▶ _Work request_: Whenever a line below holds the word "mpsc", copy that line.

Collected data entries
--------------------------------------------------

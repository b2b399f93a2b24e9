//! Structured security events.
//!
//! # Responsibilities
//! - Define the event shape consumed by the external audit module
//! - Deliver events through a pluggable [`EventSink`]
//!
//! # Security Constraints
//! - Events never carry payload text, matched fragments or key material

use serde::Serialize;
use tokio::sync::mpsc;

use crate::crypto::KeyEvent;
use crate::resilience::BreakerState;
use crate::threat::{ThreatFamily, ThreatLevel};

/// An observable security decision or state change.
#[derive(Debug, Clone, PartialEq, Serialize)]
#[serde(tag = "event", rename_all = "snake_case")]
pub enum SecurityEvent {
    ThreatDetected {
        principal_id: String,
        dependency: String,
        threat_level: ThreatLevel,
        families: Vec<ThreatFamily>,
        finding_count: usize,
        blocked: bool,
    },
    RateLimited {
        principal_id: String,
        retry_after_ms: u64,
        escalated: bool,
    },
    QueueFull {
        principal_id: String,
        dependency: String,
        reason: String,
        max_concurrent: usize,
        max_queue: usize,
    },
    CircuitOpen {
        dependency: String,
        retry_after_ms: Option<u64>,
    },
    CircuitTransition {
        dependency: String,
        from: BreakerState,
        to: BreakerState,
    },
    KeyLifecycle {
        key_id: String,
        transition: KeyEvent,
    },
}

impl SecurityEvent {
    /// Event name as it appears in the serialized `event` tag.
    pub fn name(&self) -> &'static str {
        match self {
            SecurityEvent::ThreatDetected { .. } => "threat_detected",
            SecurityEvent::RateLimited { .. } => "rate_limited",
            SecurityEvent::QueueFull { .. } => "queue_full",
            SecurityEvent::CircuitOpen { .. } => "circuit_open",
            SecurityEvent::CircuitTransition { .. } => "circuit_transition",
            SecurityEvent::KeyLifecycle { .. } => "key_lifecycle",
        }
    }
}

/// Destination for security events.
pub trait EventSink: Send + Sync {
    fn emit(&self, event: SecurityEvent);
}

/// Writes events to the tracing subscriber.
#[derive(Debug, Default, Clone, Copy)]
pub struct TracingEventSink;

impl EventSink for TracingEventSink {
    fn emit(&self, event: SecurityEvent) {
        match &event {
            SecurityEvent::ThreatDetected {
                principal_id,
                threat_level,
                finding_count,
                blocked,
                ..
            } => tracing::warn!(
                event = event.name(),
                principal = %principal_id,
                level = %threat_level,
                findings = finding_count,
                blocked = blocked,
                "Threat detected"
            ),
            SecurityEvent::RateLimited {
                principal_id,
                retry_after_ms,
                escalated,
            } => tracing::warn!(
                event = event.name(),
                principal = %principal_id,
                retry_after_ms = retry_after_ms,
                escalated = escalated,
                "Rate limit exceeded"
            ),
            SecurityEvent::QueueFull { dependency, reason, .. } => tracing::warn!(
                event = event.name(),
                dependency = %dependency,
                reason = %reason,
                "Admission rejected"
            ),
            SecurityEvent::CircuitOpen { dependency, .. } => tracing::debug!(
                event = event.name(),
                dependency = %dependency,
                "Call rejected by open circuit"
            ),
            SecurityEvent::CircuitTransition { dependency, from, to } => tracing::info!(
                event = event.name(),
                dependency = %dependency,
                from = ?from,
                to = ?to,
                "Circuit state changed"
            ),
            SecurityEvent::KeyLifecycle { key_id, transition } => tracing::info!(
                event = event.name(),
                key_id = %key_id,
                transition = ?transition,
                "Key lifecycle transition"
            ),
        }
    }
}

/// Forwards events to an async consumer such as an audit writer.
///
/// Events are also written to tracing so nothing is lost if the receiver
/// is dropped.
#[derive(Debug, Clone)]
pub struct ChannelEventSink {
    tx: mpsc::UnboundedSender<SecurityEvent>,
}

impl ChannelEventSink {
    pub fn new() -> (Self, mpsc::UnboundedReceiver<SecurityEvent>) {
        let (tx, rx) = mpsc::unbounded_channel();
        (Self { tx }, rx)
    }
}

impl EventSink for ChannelEventSink {
    fn emit(&self, event: SecurityEvent) {
        TracingEventSink.emit(event.clone());
        let _ = self.tx.send(event);
    }
}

--------------------------------------------------

▶ _Exercise output_:
use tokio::sync::mpsc;
    tx: mpsc::UnboundedSender<SecurityEvent>,
    pub fn new() -> (Self, mpsc::UnboundedReceiver<SecurityEvent>) {
        let (tx, rx) = mpsc::unbounded_channel();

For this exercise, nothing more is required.